INFORMATION GIVEN.
________________
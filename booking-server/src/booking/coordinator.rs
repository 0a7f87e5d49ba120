//! BookingCoordinator - End-to-end request orchestration
//!
//! # Booking Flow
//!
//! ```text
//! create_reservation(request, key)
//!     ├─ 1. Validate input (before any store call)
//!     ├─ 2. Idempotency check (on hit: return cached response, run nothing else)
//!     ├─ 3. Validate hold token (skip on KV infrastructure failure)
//!     ├─ 4. Charge deposit via payment collaborator
//!     ├─ 5. Ledger commit under the slot unique constraint
//!     │      ├─ Conflict  → refund (best-effort) → 409
//!     │      └─ NoSlot    → refund (best-effort) → 404
//!     ├─ 6. Cache idempotent response (24h)
//!     ├─ 7. Release hold (cleanup)
//!     ├─ 8. Invalidate availability cache for (restaurant, date)
//!     ├─ 9. Publish ReservationCreated (fire-and-forget)
//!     └─ 10. Return response
//! ```
//!
//! There is no retry loop inside a single call; retries are the client's
//! responsibility, made safe by the idempotency layer.

use std::sync::Arc;

use rust_decimal::Decimal;
use tracing::{error, info, warn};
use uuid::Uuid;

use shared::event::BookingEvent;
use shared::models::PaymentStatus;
use shared::request::BookingRequest;
use shared::response::BookingResponse;

use crate::availability::AvailabilityCache;
use crate::db::repository::{
    CancelOutcome, CommitOutcome, NewReservation, ReservationRepository, RestaurantRepository,
};
use crate::holds::HoldStore;
use crate::idempotency::IdempotencyStore;
use crate::services::payment::{ChargeRequest, RefundRequest};
use crate::services::{EventPublisher, PaymentGateway};
use crate::utils::validation::{validate_booking_request, validate_idempotency_key};
use crate::utils::{AppError, AppResult};

/// Result of a cancellation request
#[derive(Debug, Clone, Copy, PartialEq, Eq)]
pub enum CancelResult {
    Cancelled,
    /// Cancelling twice is a no-op success
    AlreadyCancelled,
}

#[derive(Clone)]
pub struct BookingCoordinator {
    reservations: ReservationRepository,
    restaurants: RestaurantRepository,
    holds: HoldStore,
    idempotency: IdempotencyStore,
    availability: AvailabilityCache,
    payment: Arc<dyn PaymentGateway>,
    events: EventPublisher,
    deposit_cents: i64,
}

impl BookingCoordinator {
    #[allow(clippy::too_many_arguments)]
    pub fn new(
        reservations: ReservationRepository,
        restaurants: RestaurantRepository,
        holds: HoldStore,
        idempotency: IdempotencyStore,
        availability: AvailabilityCache,
        payment: Arc<dyn PaymentGateway>,
        events: EventPublisher,
        deposit_cents: i64,
    ) -> Self {
        Self {
            reservations,
            restaurants,
            holds,
            idempotency,
            availability,
            payment,
            events,
            deposit_cents,
        }
    }

    /// Create a reservation. `header_key` is the Idempotency-Key header;
    /// the request-body key is the fallback.
    pub async fn create_reservation(
        &self,
        request: BookingRequest,
        header_key: Option<String>,
    ) -> AppResult<BookingResponse> {
        validate_booking_request(&request)?;

        let idempotency_key = header_key.or_else(|| request.idempotency_key.clone());
        if let Some(key) = &idempotency_key {
            validate_idempotency_key(key)?;

            // ── Layer 3: idempotency short-circuit ──────────────────
            // The only branch allowed to skip everything: re-running
            // payment or commit on a retried request is the exact bug
            // this layer exists to prevent.
            if let Some(cached) = self.idempotency.check(key).await {
                info!(key = %key, "Idempotency hit, returning cached response");
                return Ok(cached);
            }
        }

        // ── Layer 1: hold validation ────────────────────────────────
        if let Some(token) = &request.hold_token {
            match self.holds.validate(request.slot_id, token).await {
                Ok(true) => {}
                Ok(false) => {
                    return Err(AppError::conflict(
                        "Hold is no longer valid. Please try again.",
                    ));
                }
                // Graceful degradation: the ledger constraint remains the
                // backstop when the hold store cannot be reached
                Err(e) => {
                    warn!(
                        slot_id = %request.slot_id, error = %e,
                        "Could not validate hold, proceeding without validation"
                    );
                }
            }
        }

        // ── Charge deposit ──────────────────────────────────────────
        let mut payment_intent_id: Option<String> = None;
        let mut deposit_cents = 0i64;
        let mut payment_status = PaymentStatus::None;

        if let Some(token) = &request.payment_token {
            let charge = self
                .payment
                .charge(ChargeRequest {
                    amount: Decimal::new(self.deposit_cents, 2),
                    currency: "usd".to_string(),
                    payment_token: token.clone(),
                    idempotency_key: idempotency_key.clone(),
                    description: Some(format!(
                        "Deposit for reservation at slot {}",
                        request.slot_id
                    )),
                })
                .await;
            match charge {
                Ok(response) => {
                    payment_intent_id = Some(response.payment_intent_id);
                    deposit_cents = self.deposit_cents;
                    payment_status = PaymentStatus::Captured;
                }
                // Nothing was committed yet, so failing here needs no
                // compensating action
                Err(e) => {
                    error!(slot_id = %request.slot_id, error = %e, "Payment failed");
                    return Err(AppError::PaymentFailed(e.to_string()));
                }
            }
        }

        // ── Layer 2: ledger commit under the unique constraint ──────
        let outcome = self
            .reservations
            .commit_reservation(NewReservation {
                user_id: request.user_id,
                slot_id: request.slot_id,
                party_size: request.party_size,
                special_requests: request.special_requests.clone(),
                deposit_cents,
                payment_status,
                payment_intent_id: payment_intent_id.clone(),
                idempotency_key: idempotency_key.clone(),
            })
            .await;

        let (reservation, slot) = match outcome {
            Ok(CommitOutcome::Created { reservation, slot }) => (reservation, slot),
            Ok(CommitOutcome::Conflict) => {
                self.try_refund(payment_intent_id.as_deref(), deposit_cents)
                    .await;
                warn!(
                    slot_id = %request.slot_id,
                    "Double-booking prevented by ledger constraint"
                );
                return Err(AppError::conflict("This time slot has already been booked"));
            }
            Ok(CommitOutcome::SlotMissing) => {
                self.try_refund(payment_intent_id.as_deref(), deposit_cents)
                    .await;
                return Err(AppError::not_found("Time slot not found"));
            }
            Err(e) => return Err(AppError::database(e.to_string())),
        };

        // ── Build response ──────────────────────────────────────────
        let restaurant_name = self
            .restaurants
            .find_name(slot.restaurant_id)
            .await
            .ok()
            .flatten()
            .unwrap_or_else(|| "Unknown".to_string());

        let response = BookingResponse {
            reservation_id: reservation.reservation_id,
            confirmation_code: reservation.confirmation_code.clone(),
            status: reservation.status,
            restaurant_name,
            cuisine: None,
            date_time: slot.start_time,
            party_size: reservation.party_size,
        };

        // ── Layer 3: cache the terminal response ────────────────────
        if let Some(key) = &idempotency_key {
            self.idempotency.put(key, &response).await;
        }

        // The slot is booked now; a lingering hold is harmless but tidied
        self.holds.release(request.slot_id).await;

        // The booked slot disappears from availability reads immediately
        // instead of waiting out the cache TTL
        self.availability.invalidate(slot.restaurant_id, slot.date).await;

        self.events.publish(BookingEvent::ReservationCreated {
            reservation_id: reservation.reservation_id,
            user_id: reservation.user_id,
            restaurant_id: reservation.restaurant_id,
            slot_id: reservation.slot_id,
            confirmation_code: reservation.confirmation_code.clone(),
            start_time: slot.start_time,
            party_size: reservation.party_size,
        });

        Ok(response)
    }

    /// Cancel a reservation: flip the ledger state, then refund a captured
    /// deposit. The refund is an external call and deliberately not
    /// transactional with the state change.
    pub async fn cancel_reservation(&self, reservation_id: Uuid) -> AppResult<CancelResult> {
        let outcome = self
            .reservations
            .cancel(reservation_id)
            .await
            .map_err(|e| AppError::database(e.to_string()))?;

        let (reservation, slot) = match outcome {
            CancelOutcome::NotFound => {
                return Err(AppError::not_found("Reservation not found"));
            }
            CancelOutcome::AlreadyCancelled => return Ok(CancelResult::AlreadyCancelled),
            CancelOutcome::Cancelled { reservation, slot } => (reservation, slot),
        };

        // The freed slot reappears in availability reads immediately
        if let Some(slot) = &slot {
            self.availability
                .invalidate(reservation.restaurant_id, slot.date)
                .await;
        }

        if reservation.payment_status == PaymentStatus::Captured {
            self.try_refund(
                reservation.payment_intent_id.as_deref(),
                reservation.deposit_cents,
            )
            .await;
            if let Err(e) = self.reservations.mark_refunded(reservation_id).await {
                error!(%reservation_id, error = %e, "Failed to record refund");
            }
        }

        self.events.publish(BookingEvent::ReservationCancelled {
            reservation_id: reservation.reservation_id,
            user_id: reservation.user_id,
            restaurant_id: reservation.restaurant_id,
            slot_id: reservation.slot_id,
            reason: Some("Cancelled by user".to_string()),
        });

        Ok(CancelResult::Cancelled)
    }

    /// Compensating refund. This is a saga step, not a two-phase commit:
    /// the refund itself can fail, which is logged and surfaced as an
    /// operational error without changing the user-visible result.
    async fn try_refund(&self, payment_intent_id: Option<&str>, deposit_cents: i64) {
        let Some(payment_intent_id) = payment_intent_id else {
            return;
        };
        let refund = self
            .payment
            .refund(RefundRequest {
                payment_intent_id: payment_intent_id.to_string(),
                amount: Some(Decimal::new(deposit_cents, 2)),
            })
            .await;
        if let Err(e) = refund {
            error!(
                payment_intent_id = %payment_intent_id, error = %e,
                "Failed to refund payment"
            );
        }
    }
}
________________
WHAT YOU SHOULD DO. Copy out each line in the listing that has the word "async".

SOLUTION.
    pub async fn create_reservation(
    pub async fn cancel_reservation(&self, reservation_id: Uuid) -> AppResult<CancelResult> {
    async fn try_refund(&self, payment_intent_id: Option<&str>, deposit_cents: i64) {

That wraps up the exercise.